## TASK DIRECTIONS
Note each line of the listing that contains the string "side", and copy it.

## INPUT RECORDS

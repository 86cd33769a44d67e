// SPDX-License-Identifier: MPL-2.0
//! Button styles.

use crate::ui::design_tokens::{
    opacity,
    palette::{self, BLACK, WHITE},
    radius, shadow,
};
use iced::widget::button;
use iced::{Background, Border, Color, Theme};

/// Main call to action ("Load more").
pub fn primary(_theme: &Theme, status: button::Status) -> button::Style {
    match status {
        button::Status::Active | button::Status::Pressed => button::Style {
            background: Some(Background::Color(palette::PRIMARY_500)),
            text_color: WHITE,
            border: Border {
                color: palette::PRIMARY_600,
                width: 1.0,
                radius: radius::SM.into(),
            },
            shadow: shadow::SM,
            snap: true,
        },
        button::Status::Hovered => button::Style {
            background: Some(Background::Color(palette::PRIMARY_400)),
            text_color: WHITE,
            border: Border {
                color: palette::PRIMARY_500,
                width: 1.0,
                radius: radius::SM.into(),
            },
            shadow: shadow::MD,
            snap: true,
        },
        button::Status::Disabled => button::Style {
            background: Some(Background::Color(palette::GRAY_200)),
            text_color: palette::GRAY_400,
            border: Border {
                color: palette::GRAY_400,
                width: 1.0,
                radius: radius::SM.into(),
            },
            shadow: shadow::NONE,
            snap: true,
        },
    }
}

/// Buttons drawn on top of the viewer (arrows, close, zoom).
pub fn overlay(
    text_color: Color,
    alpha_normal: f32,
    alpha_hover: f32,
) -> impl Fn(&Theme, button::Status) -> button::Style {
    move |_theme: &Theme, status: button::Status| {
        let alpha = match status {
            button::Status::Hovered => alpha_hover,
            button::Status::Pressed => opacity::OVERLAY_PRESSED,
            _ => alpha_normal,
        };

        button::Style {
            background: Some(Background::Color(Color { a: alpha, ..BLACK })),
            text_color,
            border: Border {
                radius: radius::MD.into(),
                ..Border::default()
            },
            shadow: shadow::MD,
            snap: true,
        }
    }
}

/// Thumbnail tile of the gallery grid; highlights its border on hover.
pub fn tile(theme: &Theme, status: button::Status) -> button::Style {
    let base = theme.extended_palette().background.weak.color;
    let border_color = match status {
        button::Status::Hovered | button::Status::Pressed => palette::PRIMARY_500,
        _ => Color::TRANSPARENT,
    };

    button::Style {
        background: Some(Background::Color(base)),
        text_color: theme.palette().text,
        border: Border {
            color: border_color,
            width: 2.0,
            radius: radius::MD.into(),
        },
        shadow: shadow::NONE,
        snap: true,
    }
}
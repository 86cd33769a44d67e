// SPDX-License-Identifier: MPL-2.0
//! Resolution of the configuration directory.
//!
//! # Resolution Order
//!
//! 1. **Explicit override** - parameter to [`get_app_config_dir_with_override`] (for tests)
//! 2. **CLI argument** (`--config-dir`) - set via [`init_cli_override`]
//! 3. **Environment variable** (`ICED_GALLERY_CONFIG_DIR`)
//! 4. **Platform default** - via `dirs`

use std::path::PathBuf;
use std::sync::OnceLock;

/// Application name used for directory naming.
const APP_NAME: &str = "IcedGallery";

/// Environment variable to override the config directory.
pub const ENV_CONFIG_DIR: &str = "ICED_GALLERY_CONFIG_DIR";

static CLI_CONFIG_DIR: OnceLock<Option<PathBuf>> = OnceLock::new();

/// Records the `--config-dir` argument. Only the first call has an effect.
pub fn init_cli_override(config_dir: Option<String>) {
    if CLI_CONFIG_DIR.set(config_dir.map(PathBuf::from)).is_err() {
        tracing::debug!("config dir override already initialized");
    }
}

fn get_cli_config_dir() -> Option<PathBuf> {
    CLI_CONFIG_DIR.get().and_then(Clone::clone)
}

/// Returns the directory holding `settings.toml`.
///
/// - Linux: `~/.config/IcedGallery/`
/// - macOS: `~/Library/Application Support/IcedGallery/`
/// - Windows: `C:\Users\<User>\AppData\Roaming\IcedGallery\`
///
/// Returns `None` if no directory can be determined.
pub fn get_app_config_dir() -> Option<PathBuf> {
    get_app_config_dir_with_override(None)
}

/// Returns the config directory, preferring `override_path` when given.
pub fn get_app_config_dir_with_override(override_path: Option<PathBuf>) -> Option<PathBuf> {
    if let Some(path) = override_path {
        return Some(path);
    }

    if let Some(path) = get_cli_config_dir() {
        return Some(path);
    }

    if let Ok(env_path) = std::env::var(ENV_CONFIG_DIR) {
        if !env_path.is_empty() {
            return Some(PathBuf::from(env_path));
        }
    }

    dirs::config_dir().map(|mut path| {
        path.push(APP_NAME);
        path
    })
}
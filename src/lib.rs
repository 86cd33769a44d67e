// SPDX-License-Identifier: MPL-2.0
//! `iced_gallery` is a photo gallery built with the Iced GUI framework.
//!
//! Thumbnails of a local directory are shown in an aspect-aware grid that
//! loads page by page. Selecting one opens a full-screen viewer with slide
//! transitions, swipe navigation, and a click-to-zoom mode with drag panning.

#![doc(html_root_url = "https://docs.rs/iced_gallery/0.1.0")]

pub mod app;
pub mod application;
pub mod domain;
pub mod error;
pub mod infrastructure;
pub mod ui;

#[cfg(test)]
pub(crate) mod test_utils;
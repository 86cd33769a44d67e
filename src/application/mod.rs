// SPDX-License-Identifier: MPL-2.0
//! Application layer - ports and read-side services.
//!
//! - [`port`]: Trait definitions that infrastructure implements
//! - [`query`]: The accumulated gallery collection
//!
//! # Dependency Rule
//!
//! - Application layer depends on the domain layer only
//! - Infrastructure implements application ports
//! - The UI consumes ports through injected trait objects

pub mod port;
pub mod query;
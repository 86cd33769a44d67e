// SPDX-License-Identifier: MPL-2.0
//! Slide presentation as pure functions.
//!
//! A slide's visual state is a [`Transform`]: horizontal offset as a fraction
//! of the viewport width plus an opacity. Entering slides come in from the side
//! they are travelling from, outgoing slides keep moving the same way.
//!
//! The [`Stage`] turns an offset into scroll positions: each slide sits in its
//! own hidden-scrollbar scrollable whose content is larger than the viewport,
//! so moving the image is a matter of snapping the scroll position.

use crate::domain::gallery::Resolution;
use crate::domain::ui::geometry::{Dimensions, PanOffset};
use crate::domain::ui::newtypes::TransitionDuration;
use crate::ui::viewer::subcomponents::navigation::Direction;
use std::time::Instant;

/// Visual state of one slide.
#[derive(Debug, Clone, Copy, PartialEq)]
pub struct Transform {
    /// Horizontal offset as a fraction of the viewport width.
    pub offset_x: f32,
    pub opacity: f32,
}

impl Transform {
    /// At rest in the middle of the viewport.
    pub const CENTER: Self = Self {
        offset_x: 0.0,
        opacity: 1.0,
    };
}

/// Where a slide starts when it becomes current.
///
/// A slide shown without travel (on open, or after a jump) fades in where it
/// is instead of entering from either side.
#[must_use]
pub fn enter_transform(direction: Direction) -> Transform {
    Transform {
        offset_x: f32::from(direction.sign()),
        opacity: 0.0,
    }
}

/// Where the previously current slide ends up.
#[must_use]
pub fn exit_transform(direction: Direction) -> Transform {
    Transform {
        offset_x: -f32::from(direction.sign()),
        opacity: 0.0,
    }
}

/// Linear blend between two transforms; `t` is clamped to `0..=1`.
#[must_use]
pub fn interpolate(from: Transform, to: Transform, t: f32) -> Transform {
    let t = t.clamp(0.0, 1.0);
    Transform {
        offset_x: from.offset_x + (to.offset_x - from.offset_x) * t,
        opacity: from.opacity + (to.opacity - from.opacity) * t,
    }
}

/// Quadratic ease-out.
#[must_use]
pub fn ease_out(t: f32) -> f32 {
    let t = t.clamp(0.0, 1.0);
    1.0 - (1.0 - t) * (1.0 - t)
}

/// Quadratic ease-in.
#[must_use]
pub fn ease_in(t: f32) -> f32 {
    let t = t.clamp(0.0, 1.0);
    t * t
}

/// Which rendition to display. The preview is used whenever the image is not
/// zoomed, including the instant zoom is turned off.
#[must_use]
pub fn select_resolution(is_zoomed: bool) -> Resolution {
    if is_zoomed {
        Resolution::Full
    } else {
        Resolution::Preview
    }
}

// =============================================================================
// Transition
// =============================================================================

/// A running slide change.
#[derive(Debug, Clone, PartialEq)]
pub struct Transition {
    outgoing: Option<usize>,
    direction: Direction,
    started: Option<Instant>,
    progress: f32,
}

impl Transition {
    /// Starts a transition away from `outgoing`. The clock starts on the
    /// first tick.
    #[must_use]
    pub fn new(outgoing: Option<usize>, direction: Direction) -> Self {
        Self {
            outgoing,
            direction,
            started: None,
            progress: 0.0,
        }
    }

    /// Advances the clock. Returns `true` once the transition has finished.
    pub fn advance(&mut self, now: Instant, duration: TransitionDuration) -> bool {
        if duration.is_instant() {
            self.progress = 1.0;
            return true;
        }
        let started = *self.started.get_or_insert(now);
        let elapsed = now.saturating_duration_since(started).as_secs_f32();
        self.progress = (elapsed / duration.as_duration().as_secs_f32()).min(1.0);
        self.progress >= 1.0
    }

    /// Index of the slide leaving the screen, if any.
    #[must_use]
    pub fn outgoing(&self) -> Option<usize> {
        self.outgoing
    }

    #[must_use]
    pub fn progress(&self) -> f32 {
        self.progress
    }

    /// Current transform of the entering slide.
    #[must_use]
    pub fn incoming_transform(&self) -> Transform {
        interpolate(
            enter_transform(self.direction),
            Transform::CENTER,
            ease_out(self.progress),
        )
    }

    /// Current transform of the leaving slide.
    #[must_use]
    pub fn outgoing_transform(&self) -> Transform {
        interpolate(
            Transform::CENTER,
            exit_transform(self.direction),
            ease_in(self.progress),
        )
    }
}

// =============================================================================
// Stage
// =============================================================================

/// Scroll geometry that lets a slide be displaced by an arbitrary offset.
///
/// The content is the viewport grown by `travel` on every side, with the image
/// centred in it. Scrolling to `travel - shift` displays the image shifted by
/// `shift`.
#[derive(Debug, Clone, Copy, PartialEq)]
pub struct Stage {
    viewport: Dimensions,
    travel: Dimensions,
}

impl Stage {
    /// Builds a stage for an image displayed at `image` size. Horizontal travel
    /// always covers a full viewport width so a slide can move off screen.
    #[must_use]
    pub fn new(viewport: Dimensions, image: Dimensions) -> Self {
        let overflow_x = ((image.width - viewport.width) / 2.0).max(0.0);
        let overflow_y = ((image.height - viewport.height) / 2.0).max(0.0);
        Self {
            viewport,
            travel: Dimensions::new(viewport.width.max(overflow_x), overflow_y),
        }
    }

    /// Size of the scrollable content.
    #[must_use]
    pub fn content_size(&self) -> Dimensions {
        Dimensions::new(
            self.viewport.width + 2.0 * self.travel.width,
            self.viewport.height + 2.0 * self.travel.height,
        )
    }

    /// Relative scroll position (`0..=1` per axis) that shows the image
    /// displaced by `shift` from the viewport centre.
    #[must_use]
    pub fn relative_offset(&self, shift: PanOffset) -> (f32, f32) {
        (
            relative_axis(self.travel.width, shift.x),
            relative_axis(self.travel.height, shift.y),
        )
    }
}

fn relative_axis(travel: f32, shift: f32) -> f32 {
    if travel <= 0.0 {
        return 0.5;
    }
    ((travel - shift) / (2.0 * travel)).clamp(0.0, 1.0)
}
// SPDX-License-Identifier: MPL-2.0
//! Aspect-ratio based sizing buckets for the gallery grid.
//!
//! Wide images get more room in a row, tall images less. The cutoffs are
//! empirical and kept exactly as the gallery has always used them; swapping
//! them for a continuous function would change every existing layout.

use super::AspectRatio;
use std::ops::Range;

/// Share of a row available to thumbnails, in percent.
pub const ROW_PERCENT: u16 = 100;

/// Relative share of a grid row given to a thumbnail.
#[derive(Debug, Clone, Copy, PartialEq, Eq)]
pub enum LayoutWeight {
    /// Ratio of 2 or more.
    VeryWide,
    /// Ratio above 1.5.
    Wide,
    /// Ratio above 1.
    SlightlyWide,
    /// Ratio of exactly 1.
    Square,
    /// Ratio below 0.6.
    VeryTall,
    /// Everything else (mildly portrait).
    Standard,
}

impl LayoutWeight {
    /// Buckets an aspect ratio.
    #[must_use]
    pub fn from_aspect_ratio(ratio: AspectRatio) -> Self {
        let r = ratio.value();
        if r >= 2.0 {
            Self::VeryWide
        } else if r > 1.5 {
            Self::Wide
        } else if r > 1.0 {
            Self::SlightlyWide
        } else if (r - 1.0).abs() < f32::EPSILON {
            Self::Square
        } else if r < 0.6 {
            Self::VeryTall
        } else {
            Self::Standard
        }
    }

    /// Flex basis as a percentage of the row width.
    #[must_use]
    pub fn flex_basis_percent(self) -> u16 {
        match self {
            Self::VeryWide => 50,
            Self::Wide => 32,
            Self::SlightlyWide => 24,
            Self::Square => 20,
            Self::VeryTall => 18,
            Self::Standard => 22,
        }
    }
}

/// Splits a sequence of weights into rows, wrapping as soon as the next item
/// would push a row past [`ROW_PERCENT`]. Every row holds at least one item.
#[must_use]
pub fn pack_rows(weights: impl IntoIterator<Item = LayoutWeight>) -> Vec<Range<usize>> {
    let mut rows = Vec::new();
    let mut start = 0;
    let mut end = 0;
    let mut used = 0;

    for weight in weights {
        let basis = weight.flex_basis_percent();
        if end > start && used + basis > ROW_PERCENT {
            rows.push(start..end);
            start = end;
            used = 0;
        }
        used += basis;
        end += 1;
    }

    if end > start {
        rows.push(start..end);
    }
    rows
}

#[cfg(test)]
mod tests {
    use super::*;

    fn weight(ratio: f32) -> LayoutWeight {
        LayoutWeight::from_aspect_ratio(AspectRatio::new(ratio).unwrap())
    }

    #[test]
    fn buckets_follow_cutoffs() {
        assert_eq!(weight(2.0), LayoutWeight::VeryWide);
        assert_eq!(weight(3.5), LayoutWeight::VeryWide);
        assert_eq!(weight(1.6), LayoutWeight::Wide);
        assert_eq!(weight(1.5), LayoutWeight::SlightlyWide);
        assert_eq!(weight(1.01), LayoutWeight::SlightlyWide);
        assert_eq!(weight(1.0), LayoutWeight::Square);
        assert_eq!(weight(0.75), LayoutWeight::Standard);
        assert_eq!(weight(0.6), LayoutWeight::Standard);
        assert_eq!(weight(0.59), LayoutWeight::VeryTall);
    }

    #[test]
    fn square_from_equal_dimensions() {
        let ratio = AspectRatio::from_dimensions(1024, 1024).unwrap();
        assert_eq!(LayoutWeight::from_aspect_ratio(ratio), LayoutWeight::Square);
    }

    #[test]
    fn rows_wrap_before_overflowing() {
        use LayoutWeight::*;
        // 50 + 32 fits, 24 would overflow; 24 + 20 + 22 + 18 fits, 50 wraps.
        let rows = pack_rows([VeryWide, Wide, SlightlyWide, Square, Standard, VeryTall, VeryWide]);
        assert_eq!(rows, vec![0..2, 2..6, 6..7]);
    }

    #[test]
    fn exactly_full_row_does_not_wrap() {
        let rows = pack_rows([LayoutWeight::VeryWide, LayoutWeight::VeryWide]);
        assert_eq!(rows, vec![0..2]);
    }

    #[test]
    fn empty_input_has_no_rows() {
        assert!(pack_rows(std::iter::empty()).is_empty());
    }

    #[test]
    fn flex_basis_values() {
        assert_eq!(LayoutWeight::VeryWide.flex_basis_percent(), 50);
        assert_eq!(LayoutWeight::Wide.flex_basis_percent(), 32);
        assert_eq!(LayoutWeight::SlightlyWide.flex_basis_percent(), 24);
        assert_eq!(LayoutWeight::Square.flex_basis_percent(), 20);
        assert_eq!(LayoutWeight::VeryTall.flex_basis_percent(), 18);
        assert_eq!(LayoutWeight::Standard.flex_basis_percent(), 22);
    }
}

## RESPONSE AREA
//! Application layer - ports and read-side services.
//! of the viewport width plus an opacity. Entering slides come in from the side
/// is instead of entering from either side.
/// The content is the viewport grown by `travel` on every side, with the image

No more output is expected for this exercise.